**The records**
+ + + +
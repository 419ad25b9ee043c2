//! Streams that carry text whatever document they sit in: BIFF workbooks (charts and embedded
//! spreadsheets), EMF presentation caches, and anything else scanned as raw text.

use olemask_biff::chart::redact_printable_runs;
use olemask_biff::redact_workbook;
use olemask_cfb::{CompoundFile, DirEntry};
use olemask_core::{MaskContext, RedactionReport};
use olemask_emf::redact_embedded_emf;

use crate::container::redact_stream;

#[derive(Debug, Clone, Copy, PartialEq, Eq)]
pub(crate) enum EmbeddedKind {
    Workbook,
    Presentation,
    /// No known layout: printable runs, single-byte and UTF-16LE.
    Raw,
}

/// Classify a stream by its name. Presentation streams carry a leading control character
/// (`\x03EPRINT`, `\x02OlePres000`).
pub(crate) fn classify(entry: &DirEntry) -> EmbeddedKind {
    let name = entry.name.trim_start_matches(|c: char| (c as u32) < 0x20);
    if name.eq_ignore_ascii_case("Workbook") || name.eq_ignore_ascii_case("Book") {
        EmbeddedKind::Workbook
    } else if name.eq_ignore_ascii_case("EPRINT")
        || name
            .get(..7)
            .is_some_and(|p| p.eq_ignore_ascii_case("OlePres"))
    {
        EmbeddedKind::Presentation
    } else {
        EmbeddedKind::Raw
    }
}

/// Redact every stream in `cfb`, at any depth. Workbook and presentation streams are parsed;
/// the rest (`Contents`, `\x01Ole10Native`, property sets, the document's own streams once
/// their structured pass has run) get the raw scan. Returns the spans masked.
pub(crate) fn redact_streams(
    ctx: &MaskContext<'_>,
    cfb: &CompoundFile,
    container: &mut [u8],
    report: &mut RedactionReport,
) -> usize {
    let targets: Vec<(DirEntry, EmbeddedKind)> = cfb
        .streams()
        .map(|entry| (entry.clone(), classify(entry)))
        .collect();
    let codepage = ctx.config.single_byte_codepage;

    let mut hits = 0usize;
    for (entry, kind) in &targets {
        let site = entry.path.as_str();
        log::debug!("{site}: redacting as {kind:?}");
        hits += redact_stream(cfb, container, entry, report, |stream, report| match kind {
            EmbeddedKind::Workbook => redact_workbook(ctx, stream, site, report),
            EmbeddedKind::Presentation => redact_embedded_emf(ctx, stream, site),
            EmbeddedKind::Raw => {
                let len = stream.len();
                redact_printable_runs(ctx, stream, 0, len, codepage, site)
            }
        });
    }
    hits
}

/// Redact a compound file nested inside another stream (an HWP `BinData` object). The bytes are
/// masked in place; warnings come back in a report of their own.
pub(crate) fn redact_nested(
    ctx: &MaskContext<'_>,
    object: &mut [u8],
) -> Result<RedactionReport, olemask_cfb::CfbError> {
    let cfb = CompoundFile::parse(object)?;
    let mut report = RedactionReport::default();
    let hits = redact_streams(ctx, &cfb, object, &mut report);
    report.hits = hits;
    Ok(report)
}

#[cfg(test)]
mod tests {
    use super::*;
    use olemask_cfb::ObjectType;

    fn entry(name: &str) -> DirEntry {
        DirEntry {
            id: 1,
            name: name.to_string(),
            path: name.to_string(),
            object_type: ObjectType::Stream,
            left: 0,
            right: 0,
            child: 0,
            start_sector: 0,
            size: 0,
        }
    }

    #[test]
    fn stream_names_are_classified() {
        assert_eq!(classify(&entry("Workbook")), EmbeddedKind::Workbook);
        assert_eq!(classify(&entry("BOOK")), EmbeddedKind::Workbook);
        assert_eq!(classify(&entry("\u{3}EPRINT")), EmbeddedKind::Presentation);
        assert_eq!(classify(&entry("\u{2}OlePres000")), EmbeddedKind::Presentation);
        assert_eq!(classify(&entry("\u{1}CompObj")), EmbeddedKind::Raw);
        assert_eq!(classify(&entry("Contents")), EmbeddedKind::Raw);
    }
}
+ + + +
**About this exercise**
Starting at the first line, transcribe the material through to the last.

**Written solution**
repository 419ad25b9ee043c2
//! Streams that carry text whatever document they sit in: BIFF workbooks (charts and embedded
//! spreadsheets), EMF presentation caches, and anything else scanned as raw text.

use olemask_biff::chart::redact_printable_runs;
use olemask_biff::redact_workbook;
use olemask_cfb::{CompoundFile, DirEntry};
use olemask_core::{MaskContext, RedactionReport};
use olemask_emf::redact_embedded_emf;

use crate::container::redact_stream;

#[derive(Debug, Clone, Copy, PartialEq, Eq)]
pub(crate) enum EmbeddedKind {
    Workbook,
    Presentation,
    /// No known layout: printable runs, single-byte and UTF-16LE.
    Raw,
}

/// Classify a stream by its name. Presentation streams carry a leading control character
/// (`\x03EPRINT`, `\x02OlePres000`).
pub(crate) fn classify(entry: &DirEntry) -> EmbeddedKind {
    let name = entry.name.trim_start_matches(|c: char| (c as u32) < 0x20);
    if name.eq_ignore_ascii_case("Workbook") || name.eq_ignore_ascii_case("Book") {
        EmbeddedKind::Workbook
    } else if name.eq_ignore_ascii_case("EPRINT")
        || name
            .get(..7)
            .is_some_and(|p| p.eq_ignore_ascii_case("OlePres"))
    {
        EmbeddedKind::Presentation
    } else {
        EmbeddedKind::Raw
    }
}

/// Redact every stream in `cfb`, at any depth. Workbook and presentation streams are parsed;
/// the rest (`Contents`, `\x01Ole10Native`, property sets, the document's own streams once
/// their structured pass has run) get the raw scan. Returns the spans masked.
pub(crate) fn redact_streams(
    ctx: &MaskContext<'_>,
    cfb: &CompoundFile,
    container: &mut [u8],
    report: &mut RedactionReport,
) -> usize {
    let targets: Vec<(DirEntry, EmbeddedKind)> = cfb
        .streams()
        .map(|entry| (entry.clone(), classify(entry)))
        .collect();
    let codepage = ctx.config.single_byte_codepage;

    let mut hits = 0usize;
    for (entry, kind) in &targets {
        let site = entry.path.as_str();
        log::debug!("{site}: redacting as {kind:?}");
        hits += redact_stream(cfb, container, entry, report, |stream, report| match kind {
            EmbeddedKind::Workbook => redact_workbook(ctx, stream, site, report),
            EmbeddedKind::Presentation => redact_embedded_emf(ctx, stream, site),
            EmbeddedKind::Raw => {
                let len = stream.len();
                redact_printable_runs(ctx, stream, 0, len, codepage, site)
            }
        });
    }
    hits
}

/// Redact a compound file nested inside another stream (an HWP `BinData` object). The bytes are
/// masked in place; warnings come back in a report of their own.
pub(crate) fn redact_nested(
    ctx: &MaskContext<'_>,
    object: &mut [u8],
) -> Result<RedactionReport, olemask_cfb::CfbError> {
    let cfb = CompoundFile::parse(object)?;
    let mut report = RedactionReport::default();
    let hits = redact_streams(ctx, &cfb, object, &mut report);
    report.hits = hits;
    Ok(report)
}

#[cfg(test)]
mod tests {
    use super::*;
    use olemask_cfb::ObjectType;

    fn entry(name: &str) -> DirEntry {
        DirEntry {
            id: 1,
            name: name.to_string(),
            path: name.to_string(),
            object_type: ObjectType::Stream,
            left: 0,
            right: 0,
            child: 0,
            start_sector: 0,
            size: 0,
        }
    }

    #[test]
    fn stream_names_are_classified() {
        assert_eq!(classify(&entry("Workbook")), EmbeddedKind::Workbook);
        assert_eq!(classify(&entry("BOOK")), EmbeddedKind::Workbook);
        assert_eq!(classify(&entry("\u{3}EPRINT")), EmbeddedKind::Presentation);
        assert_eq!(classify(&entry("\u{2}OlePres000")), EmbeddedKind::Presentation);
        assert_eq!(classify(&entry("\u{1}CompObj")), EmbeddedKind::Raw);
        assert_eq!(classify(&entry("Contents")), EmbeddedKind::Raw);
    }
}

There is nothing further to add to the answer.